Эти три женщины-старейшины расспрашивали и меня о моей депрессии, и я, сидя у них дома, жуя сушеную треску в тюленьей ворвани, чувствовал, как их опыт тянется к моему. Когда мы покидали деревню, переводчица сказала, что это была самая изнурительная работа в ее жизни, но сказала она это, сияя гордостью. «Мы, инуиты, сильный народ, – сказала она. – Если бы мы не решали всех своих проблем, мы бы здесь просто умирали. И вот мы нашли способ решать и эту проблему – депрессию». Сара Линге, гренландская женщина, учредившая в одном городе горячую линию для самоубийц, говорит: «Сначала люди должны увидеть, как это легко – просто поговорить, а потом – как это хорошо. Они этого не знают. Мы, обнаружившие это для себя, должны изо всех сил распространять это знание».

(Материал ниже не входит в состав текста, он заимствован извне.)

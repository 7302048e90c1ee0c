//! Mentor directory data.

use std::sync::LazyLock;

use crate::types::{Mentor, SocialLinks};

fn mentor(id: u32, name: &str, role: &str, bio: &str, photo: &str, courses: u32, students: u32) -> Mentor {
    Mentor {
        id,
        name: name.to_string(),
        role: role.to_string(),
        bio: bio.to_string(),
        image: format!("https://images.unsplash.com/photo-{photo}?w=400&auto=format&fit=crop&q=80"),
        courses,
        students,
        social: SocialLinks {
            twitter: "#".to_string(),
            linkedin: "#".to_string(),
            website: "#".to_string(),
        },
    }
}

static MENTORS: LazyLock<Vec<Mentor>> = LazyLock::new(|| {
    vec![
        mentor(1, "Alex Rivera", "Game Development Lead",
            "Former Lead Developer at Rockstar Games with 15+ years in AAA game development. Specialist in Unreal Engine and gameplay systems.",
            "1507003211169-0a1dd7228f2d", 8, 4200),
        mentor(2, "Maya Chen", "3D Character Artist",
            "Senior Character Artist with credits at Blizzard and Riot Games. Specializes in stylized and realistic character design for games.",
            "1494790108377-be9c29b29330", 6, 3100),
        mentor(3, "James Porter", "Environment Art Director",
            "Environment Art Director with experience at Naughty Dog and Ubisoft. Expert in world-building and environmental storytelling.",
            "1500648767791-00dcc994a43e", 5, 2800),
        mentor(4, "Sarah Kim", "Animation Director",
            "Award-winning animator with experience at Pixar and DreamWorks. Specializes in character animation and motion capture.",
            "1438761681033-6461ffad8d80", 7, 3500),
        mentor(5, "Chris Anderson", "Weapon & Props Designer",
            "Principal Prop Artist with 10+ years at Bungie and 343 Industries. Expert in hard-surface modeling and game-ready assets.",
            "1472099645785-5658abf4ff4e", 4, 1900),
        mentor(6, "Lisa Wang", "Unity Development Expert",
            "Unity Certified Expert and former tech lead at Supercell. Specializes in mobile game development and optimization.",
            "1580489944761-15a19d654956", 9, 5200),
    ]
});

/// All mentors in display order.
pub fn mentors() -> &'static [Mentor] {
    &MENTORS
}

/// Look up a mentor by id.
pub fn find_mentor(id: u32) -> Option<&'static Mentor> {
    MENTORS.iter().find(|m| m.id == id)
}
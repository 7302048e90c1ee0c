//! Damped spring smoothing.
//!
//! A [`Spring`] moves a value toward a target. Integration is semi-implicit
//! Euler over fixed substeps, so results do not depend on the frame rate
//! the platform happens to deliver.
//!
//! # Example
//!
//! ```
//! use artvince_site::motion::{Spring, SpringConfig};
//!
//! let mut spring = Spring::new(SpringConfig::default(), 0.0);
//! for _ in 0..240 {
//!     spring.step(0.5, 1.0 / 60.0);
//! }
//! assert_eq!(spring.position(), 0.5);
//! assert!(spring.is_at_rest());
//! ```

use std::cell::RefCell;
use std::rc::Rc;

use serde::{Deserialize, Serialize};
use spark_signals::{signal, Signal};

use crate::error::MotionError;
use crate::state::{Cleanup, FrameClock};

/// Longest integration substep in seconds.
const MAX_SUBSTEP: f64 = 1.0 / 240.0;

// =============================================================================
// Config
// =============================================================================

/// Spring parameters.
#[derive(Debug, Clone, Copy, PartialEq, Serialize, Deserialize)]
#[serde(default)]
pub struct SpringConfig {
    pub stiffness: f64,
    pub damping: f64,
    pub mass: f64,
    /// Distance from the target under which the spring may settle.
    pub rest_delta: f64,
    /// Speed under which the spring may settle.
    pub rest_speed: f64,
}

impl Default for SpringConfig {
    /// Hero pointer smoothing: stiffness 700, damping 25, mass 1.
    fn default() -> Self {
        Self {
            stiffness: 700.0,
            damping: 25.0,
            mass: 1.0,
            rest_delta: 0.0005,
            rest_speed: 0.005,
        }
    }
}

impl SpringConfig {
    /// Critically damped spring for the given stiffness (unit mass).
    pub fn critical(stiffness: f64) -> Self {
        let mass = 1.0;
        Self {
            stiffness,
            damping: 2.0 * (stiffness * mass).sqrt(),
            mass,
            ..Self::default()
        }
    }

    /// Damping ratio; 1.0 is critical, below 1.0 overshoots.
    pub fn damping_ratio(&self) -> f64 {
        self.damping / (2.0 * (self.stiffness * self.mass).sqrt())
    }

    /// Reject non-positive or non-finite parameters.
    pub fn validate(&self) -> Result<(), MotionError> {
        let checks = [
            ("stiffness", self.stiffness),
            ("damping", self.damping),
            ("mass", self.mass),
            ("rest_delta", self.rest_delta),
            ("rest_speed", self.rest_speed),
        ];
        for (field, value) in checks {
            if !value.is_finite() || value <= 0.0 {
                return Err(MotionError::InvalidSpring { field, value });
            }
        }
        Ok(())
    }
}

// =============================================================================
// Spring
// =============================================================================

/// Position/velocity integrator.
#[derive(Debug, Clone, PartialEq)]
pub struct Spring {
    config: SpringConfig,
    position: f64,
    velocity: f64,
}

impl Spring {
    pub fn new(config: SpringConfig, initial: f64) -> Self {
        Self {
            config,
            position: initial,
            velocity: 0.0,
        }
    }

    pub fn config(&self) -> SpringConfig {
        self.config
    }

    pub fn position(&self) -> f64 {
        self.position
    }

    pub fn velocity(&self) -> f64 {
        self.velocity
    }

    /// Whether the spring has settled (zero velocity).
    pub fn is_at_rest(&self) -> bool {
        self.velocity == 0.0
    }

    /// Jump to `position` with no velocity.
    pub fn reset(&mut self, position: f64) {
        self.position = position;
        self.velocity = 0.0;
    }

    /// Advance toward `target` by `dt` seconds and return the new position.
    ///
    /// A spring resting on its target stays exactly there.
    pub fn step(&mut self, target: f64, dt: f64) -> f64 {
        if !target.is_finite() || !dt.is_finite() || dt <= 0.0 {
            return self.position;
        }
        if self.is_at_rest() && self.position == target {
            return self.position;
        }

        let SpringConfig { stiffness, damping, mass, rest_delta, rest_speed } = self.config;
        let substeps = (dt / MAX_SUBSTEP - 1e-9).ceil().max(1.0) as usize;
        let h = dt / substeps as f64;

        for _ in 0..substeps {
            let force = -stiffness * (self.position - target) - damping * self.velocity;
            self.velocity += force / mass * h;
            self.position += self.velocity * h;

            if (self.position - target).abs() < rest_delta && self.velocity.abs() < rest_speed {
                self.position = target;
                self.velocity = 0.0;
                break;
            }
        }

        self.position
    }
}

// =============================================================================
// Smoothed signal
// =============================================================================

/// Spring-smoothed follower of a raw value.
///
/// The target is read from a closure each frame, so any signal (or a field
/// of one) can drive it. The output only changes while attached to a
/// [`FrameClock`]; the clock subscription is released by the cleanup
/// returned from [`attach`].
///
/// [`attach`]: SmoothedSignal::attach
#[derive(Clone)]
pub struct SmoothedSignal {
    target: Rc<dyn Fn() -> f64>,
    output: Signal<f64>,
    spring: Rc<RefCell<Spring>>,
}

impl SmoothedSignal {
    /// Follow `target`, starting at its current value.
    pub fn new<F>(target: F, config: SpringConfig) -> Self
    where
        F: Fn() -> f64 + 'static,
    {
        let initial = target();
        Self {
            target: Rc::new(target),
            output: signal(initial),
            spring: Rc::new(RefCell::new(Spring::new(config, initial))),
        }
    }

    /// Follow a numeric signal.
    pub fn follow(source: Signal<f64>, config: SpringConfig) -> Self {
        Self::new(move || source.get(), config)
    }

    /// Smoothed output signal.
    pub fn output(&self) -> Signal<f64> {
        self.output.clone()
    }

    /// Current smoothed value.
    pub fn get(&self) -> f64 {
        self.output.get()
    }

    pub fn is_at_rest(&self) -> bool {
        let spring = self.spring.borrow();
        spring.is_at_rest() && spring.position() == (self.target)()
    }

    /// Step the spring toward the target's current value.
    pub fn step(&self, dt: f64) {
        let target = (self.target)();
        let (before, after) = {
            let mut spring = self.spring.borrow_mut();
            let before = spring.position();
            (before, spring.step(target, dt))
        };
        if after != before {
            self.output.set(after);
        }
    }

    /// Step on every frame of `clock` until the returned cleanup runs.
    pub fn attach(&self, clock: &FrameClock) -> Cleanup {
        let this = self.clone();
        clock.subscribe(move |dt| this.step(dt))
    }
}

// =============================================================================
// Tests
// =============================================================================
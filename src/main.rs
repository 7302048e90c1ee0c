//! Command line entry point: export the static bundle, print one page, or
//! dump the catalog.

use std::io::{self, Write};
use std::path::PathBuf;

use anyhow::Context;
use clap::{Parser, Subcommand};

use artvince_site::export::{export_site, render_route};
use artvince_site::{catalog, Route, SiteConfig};

#[derive(Parser)]
#[command(author, version, about = "Artvince Academy site builder")]
struct Cli {
    /// JSON config overriding the defaults
    #[arg(short, long, global = true)]
    config: Option<PathBuf>,

    #[command(subcommand)]
    command: Command,
}

#[derive(Subcommand)]
enum Command {
    /// Write every page, the stylesheet and catalog.json
    Build {
        #[arg(short, long, default_value = "dist")]
        out: PathBuf,
    },
    /// Print the settled HTML for one path
    Render { path: String },
    /// Print the catalog as JSON
    Catalog,
}

fn main() -> anyhow::Result<()> {
    env_logger::Builder::from_env(env_logger::Env::default().default_filter_or("info")).init();

    let cli = Cli::parse();
    let config = SiteConfig::load_or_default(cli.config.as_deref())?;

    let mut stdout = io::stdout().lock();
    match cli.command {
        Command::Build { out } => {
            let report = export_site(&config, &out).with_context(|| format!("building into {}", out.display()))?;
            writeln!(stdout, "wrote {} files to {}", report.files.len(), out.display())?;
        }
        Command::Render { path } => {
            let route = Route::parse(&path);
            stdout.write_all(render_route(&config, route).as_bytes())?;
        }
        Command::Catalog => {
            let json = serde_json::to_string_pretty(&catalog::snapshot())?;
            writeln!(stdout, "{json}")?;
        }
    }
    Ok(())
}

Когда сталкиваешься с мирами, где тяготы – норма, видишь, как сдвигаются границы между адекватным восприятием трудностей жизни и состоянием депрессии. Жизнь инуитов трудна – не морально унизительна, как в концлагере, и не эмоционально пуста, как в современных городах, а безжалостно напряжена и лишена элементарных материальных удобств, принимаемых большинством людей Запада как должное. Совсем недавно инуитам была недоступна роскошь поговорить о своих проблемах: они должны были подавлять отрицательные эмоции, чтобы не погубить все общество. Семьи, которые я посетил в Иллюминаке, выживали в невзгодах, храня завет молчания. Для целей общества это была эффективная система, и она помогла людям прожить много долгих, холодных зим. Мы на Западе верим, что проблемы лучше всего решать, вытаскивая их из темноты, и то, что произошло в Иллюминаке, подтверждает эту теорию, но там высказывания вслух ограничены в тематике и местоположении. Не будем забывать, что никто из депрессивных в деревне не говорил о своих проблемах с объектами этих проблем и что никто из них не обсуждал свои трудности на регулярной основе даже и с женщинами-старейшинами. Часто говорят, что депрессия – это «барская хвороба», жертвой которой становится досужий класс развитых обществ; на самом же деле этот класс просто имеет роскошь говорить и что-либо делать по ее поводу. Для инуитов депрессия – такая мелочь в масштабе вещей, такая неотъемлемая часть жизни каждого человека, что, за исключением тяжелых случаев болезни, превращающей человека в растение, они ее просто игнорируют. Между их молчанием и нашей бурно вербализуемой занятостью собой лежит множество способов говорить о психическом страдании, знать это страдание. Окружение, раса, пол, традиция, страна – все это совместными усилиями определяет, что следует говорить, а что оставлять невысказанным, – и тем самым определяет, что будет устранено, что усугублено, что надо перетерпеть, а от чего отказаться. Депрессия – ее актуальность, ее симптомы, способы выхода из нее – определена силами, действующими абсолютно вне нашей индивидуальной биохимии, – тем, кто мы есть, где рождены, во что верим, как живем.